Saved data entries:
_ _ _ _
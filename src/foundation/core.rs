use std::sync::Arc;

pub use kurbo::{Point, Rect, Size};

/// Straight-alpha RGBA8 color.
#[derive(Clone, Copy, Debug, PartialEq, Eq, Hash, serde::Serialize, serde::Deserialize)]
pub struct Rgba8 {
    /// Red channel.
    pub r: u8,
    /// Green channel.
    pub g: u8,
    /// Blue channel.
    pub b: u8,
    /// Alpha channel.
    pub a: u8,
}

impl Rgba8 {
    /// Construct a color from its channels.
    pub const fn new(r: u8, g: u8, b: u8, a: u8) -> Self {
        Self { r, g, b, a }
    }

    /// Fully transparent black.
    pub const fn transparent() -> Self {
        Self::new(0, 0, 0, 0)
    }

    /// Opaque color from its RGB channels.
    pub const fn opaque(r: u8, g: u8, b: u8) -> Self {
        Self::new(r, g, b, 255)
    }

    pub fn to_pixel(self) -> image::Rgba<u8> {
        image::Rgba([self.r, self.g, self.b, self.a])
    }

    pub fn from_pixel(px: image::Rgba<u8>) -> Self {
        let [r, g, b, a] = px.0;
        Self { r, g, b, a }
    }
}

/// Immutable RGBA8 bitmap shared by reference.
///
/// Cloning is cheap: the pixel buffer lives behind an `Arc`, so the same snapshot can sit in the
/// render cache, in a transition queue and on screen at once.
#[derive(Clone)]
pub struct Bitmap {
    image: Arc<image::RgbaImage>,
}

impl Bitmap {
    pub fn new(image: image::RgbaImage) -> Self {
        Self {
            image: Arc::new(image),
        }
    }

    /// A `width`×`height` bitmap filled with one color.
    pub fn solid(width: u32, height: u32, color: Rgba8) -> Self {
        Self::new(image::RgbaImage::from_pixel(
            width.max(1),
            height.max(1),
            color.to_pixel(),
        ))
    }

    pub fn width(&self) -> u32 {
        self.image.width()
    }

    pub fn height(&self) -> u32 {
        self.image.height()
    }

    pub fn as_image(&self) -> &image::RgbaImage {
        &self.image
    }

    /// Color at `(x, y)`, or `None` outside the bitmap.
    pub fn pixel(&self, x: u32, y: u32) -> Option<Rgba8> {
        if x >= self.width() || y >= self.height() {
            return None;
        }
        Some(Rgba8::from_pixel(*self.image.get_pixel(x, y)))
    }

    /// Return `true` when both handles share the same pixel buffer.
    pub fn ptr_eq(&self, other: &Bitmap) -> bool {
        Arc::ptr_eq(&self.image, &other.image)
    }

    pub fn byte_len(&self) -> usize {
        self.image.as_raw().len()
    }
}

impl std::fmt::Debug for Bitmap {
    fn fmt(&self, f: &mut std::fmt::Formatter<'_>) -> std::fmt::Result {
        write!(f, "Bitmap({}x{})", self.width(), self.height())
    }
}

impl From<image::RgbaImage> for Bitmap {
    fn from(image: image::RgbaImage) -> Self {
        Self::new(image)
    }
}

/// Largest snapshot side, in pixels. Bounds a single canvas to 256 MiB of RGBA.
pub const MAX_SURFACE_EXTENT: u32 = 8192;

/// Pixel dimensions covering `size`, between 1×1 and [`MAX_SURFACE_EXTENT`] per side.
pub(crate) fn pixel_extent(size: Size) -> (u32, u32) {
    fn dim(v: f64) -> u32 {
        if !v.is_finite() || v <= 1.0 {
            1
        } else {
            v.ceil().min(f64::from(MAX_SURFACE_EXTENT)) as u32
        }
    }
    (dim(size.width), dim(size.height))
}

#[cfg(test)]
#[path = "../../tests/unit/foundation/core.rs"]
mod tests;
_ _ _ _
## Exercise directions
Go through the lines above and copy any that contain "width".

## Reply to the exercise
    /// A `width`×`height` bitmap filled with one color.
    pub fn solid(width: u32, height: u32, color: Rgba8) -> Self {
            width.max(1),
    pub fn width(&self) -> u32 {
        self.image.width()
        if x >= self.width() || y >= self.height() {
        write!(f, "Bitmap({}x{})", self.width(), self.height())
    (dim(size.width), dim(size.height))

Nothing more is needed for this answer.